Wer sich mit dem Gedanken trägt, auf Mallorca zu leben – dauerhaft oder für längere Zeit – steht früher oder später vor der Gretchenfrage: Welche Schule ist die richtige für mein Kind? Internationale Schulen auf Mallorca sind nicht nur für Expats attraktiv, sondern längst auch für viele einheimische Familien, die ihren Kindern eine mehrsprachige, weltoffene Ausbildung ermöglichen wollen. Doch wie findet man sich im Dschungel aus British, German, American und bilingualen Schulen zurecht? Was ist wirklich wichtig, was ist teurer Schein, und wo lauern die klassischen Mallorca-Fallen? In diesem Artikel bekommst du keine Werbeversprechen, sondern ehrliche Insider-Tipps, konkrete Empfehlungen und all das Detailwissen, das dir sonst nur Eltern am Schultor zuflüstern würden. Und vielleicht erzähle ich dir auch, warum mein persönlicher Lieblingsort zum Eltern-Kaffee nicht etwa die stylische Schulcafeteria, sondern der kleine Marktstand einer Mallorquinerin neben dem Parkplatz ist – aber dazu später mehr. Hier erfährst du alles, was du zu internationalen Schulen auf Mallorca wissen musst, damit dein Kind nicht nur mit Sprachen, sondern auch mit offenen Armen empfangen wird.

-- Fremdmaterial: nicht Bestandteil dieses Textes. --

//! The room actor.
//!
//! One tokio task per room drains an unbounded inbox of [`RoomCommand`]s;
//! all room mutation happens there. Peers talk to it through a
//! [`RoomHandle`]: `connect` hands back an outbound receiver, `send`
//! forwards a parsed client message, `disconnect` reports a dropped socket.
//!
//! The actor owns:
//! - the [`Room`] core
//! - one outbound sender per live connection
//! - the turn and inactivity timers
//! - the snapshot store it checkpoints to after every applied action

use std::sync::atomic::{AtomicU64, Ordering};
use std::sync::Arc;

use rustc_hash::FxHashMap;
use tokio::sync::mpsc::{unbounded_channel, UnboundedReceiver, UnboundedSender};
use tracing::{debug, info, warn};

use super::config::SessionConfig;
use super::protocol::{ClientMessage, PlayerInfo, ServerMessage};
use super::room::{ConnectionId, JoinOutcome, Room, RoomSnapshot, Seat, SessionError};
use super::timer::TimerSet;
use crate::cards::{CardCatalog, CatalogError, CatalogSource};
use crate::core::GameAction;
use crate::storage::{room_key, SnapshotStore, SnapshotStoreExt, StorageError};

/// Commands a room actor processes, in arrival order.
#[derive(Debug)]
pub enum RoomCommand {
    Connect {
        connection: ConnectionId,
        outbound: UnboundedSender<ServerMessage>,
    },
    Message {
        connection: ConnectionId,
        message: ClientMessage,
    },
    Disconnect {
        connection: ConnectionId,
    },
    TurnTimeout {
        generation: u64,
        turn_number: u32,
    },
    InactivityTimeout {
        generation: u64,
    },
    Shutdown,
}

#[derive(Clone, Copy, Debug, PartialEq, Eq, Hash)]
enum RoomTimer {
    Turn,
    Inactivity,
}

/// Cloneable address of a running room.
#[derive(Clone, Debug)]
pub struct RoomHandle {
    code: String,
    inbox: UnboundedSender<RoomCommand>,
    connections: Arc<AtomicU64>,
}

/// One peer's end of a room.
#[derive(Debug)]
pub struct Connection {
    pub id: ConnectionId,
    pub outbound: UnboundedReceiver<ServerMessage>,
}

impl RoomHandle {
    #[must_use]
    pub fn code(&self) -> &str {
        &self.code
    }

    /// Open a connection. Messages for it arrive on `Connection::outbound`.
    pub fn connect(&self) -> Connection {
        let id = ConnectionId(self.connections.fetch_add(1, Ordering::Relaxed));
        let (outbound, rx) = unbounded_channel();
        let _ = self.inbox.send(RoomCommand::Connect {
            connection: id,
            outbound,
        });
        Connection { id, outbound: rx }
    }

    /// Forward a client message. Returns false once the room is gone.
    pub fn send(&self, connection: ConnectionId, message: ClientMessage) -> bool {
        self.inbox.send(RoomCommand::Message { connection, message }).is_ok()
    }

    pub fn disconnect(&self, connection: ConnectionId) {
        let _ = self.inbox.send(RoomCommand::Disconnect { connection });
    }

    pub fn shutdown(&self) {
        let _ = self.inbox.send(RoomCommand::Shutdown);
    }

    /// True once the actor has stopped.
    #[must_use]
    pub fn is_closed(&self) -> bool {
        self.inbox.is_closed()
    }
}

/// Imperative shell around a [`Room`].
pub struct RoomActor {
    room: Room,
    config: SessionConfig,
    catalog: Arc<dyn CatalogSource>,
    store: Arc<dyn SnapshotStore>,
    inbox: UnboundedReceiver<RoomCommand>,
    loopback: UnboundedSender<RoomCommand>,
    outbound: FxHashMap<ConnectionId, UnboundedSender<ServerMessage>>,
    timers: TimerSet<RoomTimer>,
}

impl RoomActor {
    /// Spawn a fresh room.
    pub fn spawn(
        code: impl Into<String>,
        config: SessionConfig,
        catalog: Arc<dyn CatalogSource>,
        store: Arc<dyn SnapshotStore>,
    ) -> RoomHandle {
        let room = Room::new(code, config.rules.clone());
        Self::launch(room, config, catalog, store)
    }

    /// Resume a room from its last checkpoint.
    ///
    /// Returns `Ok(None)` when no checkpoint exists for `code`.
    pub fn restore(
        code: &str,
        config: SessionConfig,
        catalog: Arc<dyn CatalogSource>,
        store: Arc<dyn SnapshotStore>,
    ) -> Result<Option<RoomHandle>, StorageError> {
        let Some(snapshot) = store.load::<RoomSnapshot>(&room_key(code))? else {
            return Ok(None);
        };
        let room = Room::from_snapshot(snapshot, config.rules.clone());
        info!(room = code, status = ?room.status(), "room restored");
        Ok(Some(Self::launch(room, config, catalog, store)))
    }

    fn launch(
        room: Room,
        config: SessionConfig,
        catalog: Arc<dyn CatalogSource>,
        store: Arc<dyn SnapshotStore>,
    ) -> RoomHandle {
        let (tx, rx) = unbounded_channel();
        let handle = RoomHandle {
            code: room.code().to_string(),
            inbox: tx.clone(),
            connections: Arc::new(AtomicU64::new(1)),
        };
        let mut actor = Self {
            room,
            config,
            catalog,
            store,
            inbox: rx,
            loopback: tx,
            outbound: FxHashMap::default(),
            timers: TimerSet::new(),
        };
        actor.arm_inactivity();
        actor.arm_turn();
        tokio::spawn(actor.run());
        handle
    }

    async fn run(mut self) {
        debug!(room = %self.room.code(), "room actor running");
        while let Some(command) = self.inbox.recv().await {
            if !self.handle(command).await {
                break;
            }
        }
        self.teardown();
    }

    /// Process one command. Returns false when the room should close.
    async fn handle(&mut self, command: RoomCommand) -> bool {
        match command {
            RoomCommand::Connect { connection, outbound } => {
                self.outbound.insert(connection, outbound);
            }
            RoomCommand::Message { connection, message } => {
                self.arm_inactivity();
                self.room.touch();
                return self.on_message(connection, message).await;
            }
            RoomCommand::Disconnect { connection } => {
                self.outbound.remove(&connection);
                if let Some(seat) = self.room.disconnect(connection) {
                    self.send_to(seat.other(), ServerMessage::OpponentDisconnected);
                    self.checkpoint();
                }
            }
            RoomCommand::TurnTimeout {
                generation,
                turn_number,
            } => {
                if self.timers.take(RoomTimer::Turn, generation) && self.room.force_end_turn(turn_number) {
                    self.after_change(true);
                }
            }
            RoomCommand::InactivityTimeout { generation } => {
                if self.timers.take(RoomTimer::Inactivity, generation) {
                    info!(room = %self.room.code(), "room inactive");
                    return false;
                }
            }
            RoomCommand::Shutdown => return false,
        }
        true
    }

    async fn on_message(&mut self, connection: ConnectionId, message: ClientMessage) -> bool {
        match message {
            ClientMessage::Ping => self.send_conn(connection, ServerMessage::Pong),
            ClientMessage::Join {
                identity,
                display_name,
                avatar,
            } => {
                let info = PlayerInfo {
                    identity,
                    display_name,
                    avatar,
                };
                return self.on_join(connection, info).await;
            }
            ClientMessage::Action { action } => self.on_action(connection, action),
        }
        true
    }

    async fn on_join(&mut self, connection: ConnectionId, info: PlayerInfo) -> bool {
        let outcome = match self.room.join(info, connection) {
            Ok(outcome) => outcome,
            Err(err) => {
                self.send_conn(connection, ServerMessage::error(&err));
                return true;
            }
        };
        let seat = outcome.seat();
        self.send_conn(connection, self.room.room_info(seat));

        match outcome {
            JoinOutcome::Waiting(_) if self.room.game().is_none() => {
                self.send_conn(connection, ServerMessage::WaitingForOpponent);
            }
            JoinOutcome::Waiting(_) => {}
            JoinOutcome::Ready(_) => {
                for s in Seat::BOTH {
                    if let Some(opponent) = self.room.seat(s.other()) {
                        let info = opponent.info.clone();
                        self.send_to(s, ServerMessage::OpponentJoined { opponent_info: info });
                    }
                }
                if let Err(err) = self.start_game().await {
                    warn!(room = %self.room.code(), %err, "match could not start");
                    self.broadcast(|_| Some(ServerMessage::error(&err)));
                    return false;
                }
                self.after_change(true);
                return true;
            }
            JoinOutcome::Rejoined(_) => {
                self.send_to(seat.other(), ServerMessage::OpponentReconnected);
                match self.room.state_message(seat) {
                    Some(state) => self.send_conn(connection, state),
                    None => self.send_conn(connection, ServerMessage::WaitingForOpponent),
                }
            }
        }
        self.checkpoint();
        true
    }

    async fn start_game(&mut self) -> Result<(), CatalogError> {
        let catalog: CardCatalog = tokio::time::timeout(self.config.catalog_timeout, self.catalog.fetch())
            .await
            .map_err(|_| CatalogError::TimedOut)??;
        let seed = self.config.seed.unwrap_or_else(rand::random);
        self.room.start_game(&catalog, seed)
    }

    fn on_action(&mut self, connection: ConnectionId, action: GameAction) {
        let Some(seat) = self.room.seat_of(connection) else {
            self.send_conn(connection, ServerMessage::invalid_action(SessionError::NotSeated));
            return;
        };
        match self.room.apply_action(seat, action) {
            Ok(applied) => self.after_change(applied.turn_changed || applied.game_over),
            Err(err) => self.send_conn(connection, ServerMessage::invalid_action(err)),
        }
    }

    /// Publish the new state, checkpoint it, and re-arm the turn timer if
    /// the turn moved.
    fn after_change(&mut self, turn_moved: bool) {
        self.checkpoint();
        let room = &self.room;
        let messages: Vec<_> = Seat::BOTH
            .into_iter()
            .filter_map(|seat| room.state_message(seat).map(|m| (seat, m)))
            .collect();
        for (seat, message) in messages {
            self.send_to(seat, message);
        }
        if turn_moved {
            self.arm_turn();
        }
    }

    fn arm_turn(&mut self) {
        match self.room.live_turn() {
            Some(turn_number) => {
                self.timers.schedule(
                    RoomTimer::Turn,
                    self.config.turn_timeout,
                    self.loopback.clone(),
                    move |generation| RoomCommand::TurnTimeout {
                        generation,
                        turn_number,
                    },
                );
            }
            None => self.timers.cancel(RoomTimer::Turn),
        }
    }

    fn arm_inactivity(&mut self) {
        self.timers.schedule(
            RoomTimer::Inactivity,
            self.config.inactivity_timeout,
            self.loopback.clone(),
            |generation| RoomCommand::InactivityTimeout { generation },
        );
    }

    fn checkpoint(&self) {
        let key = room_key(self.room.code());
        if let Err(err) = self.store.save(&key, &self.room.snapshot()) {
            warn!(room = %self.room.code(), %err, "checkpoint failed");
        }
    }

    fn teardown(&mut self) {
        self.timers.cancel_all();
        self.inbox.close();
        self.outbound.clear();
        if let Err(err) = self.store.delete(&room_key(self.room.code())) {
            warn!(room = %self.room.code(), %err, "snapshot delete failed");
        }
        info!(room = %self.room.code(), "room closed");
    }

    fn send_conn(&self, connection: ConnectionId, message: ServerMessage) {
        if let Some(tx) = self.outbound.get(&connection) {
            let _ = tx.send(message);
        }
    }

    fn send_to(&self, seat: Seat, message: ServerMessage) {
        if let Some(connection) = self.room.connection(seat) {
            self.send_conn(connection, message);
        }
    }

    fn broadcast(&self, message: impl Fn(Seat) -> Option<ServerMessage>) {
        for seat in Seat::BOTH {
            if let Some(m) = message(seat) {
                self.send_to(seat, m);
            }
        }
    }
}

Das Wichtigste auf einen Blick
- Auf Mallorca gibt es mehr als zehn etablierte internationale Schulen – die meisten im Südwesten und rund um Palma.
- Die größten internationalen Schulträger: British (Englisch), deutschsprachig, amerikanisch, französisch, schwedisch und bilingual (Spanisch/Englisch).
- Schulgebühren liegen meist zwischen 6.000 und 15.000 Euro pro Jahr – mit erheblichen Unterschieden je nach Schule und Jahrgangsstufe.
- Wartelisten sind an gefragten Schulen wie der Baleares International College oder der Agora Portals International School keine Seltenheit – frühzeitig bewerben!
- Viele internationale Schulen auf Mallorca bieten IB (International Baccalaureate), britische A-Levels oder das deutsche Abitur an – entscheidend für spätere Studienoptionen.
- Klassengrößen sind oft kleiner als an öffentlichen Schulen, aber nicht überall gibt es individuelle Förderung – bei Bedarf gezielt nachfragen.
- Bei den meisten Schulen sind Aufnahmegespräche, Sprachtests und manchmal auch Probeschultage üblich.
- Einige Schulen verlangen hohe Anmeldegebühren oder Jahresbeiträge für den Elternverein – unbedingt ins Budget einplanen.
- Gute Alternativen im Inselosten und Norden sind rar – längere Schulwege sollten realistisch einkalkuliert werden.
- Schulbusse, Nachmittagsbetreuung und Kantinenessen variieren stark – Details vor Vertragsunterschrift klären.
- Viele Familien unterschätzen die Bedeutung der Integration ins lokale Inselleben – beste Ergebnisse gibt es, wenn Schule und Elternhaus Hand in Hand arbeiten.
Welche internationalen Schulen gibt es auf Mallorca – und wie unterscheiden sie sich wirklich?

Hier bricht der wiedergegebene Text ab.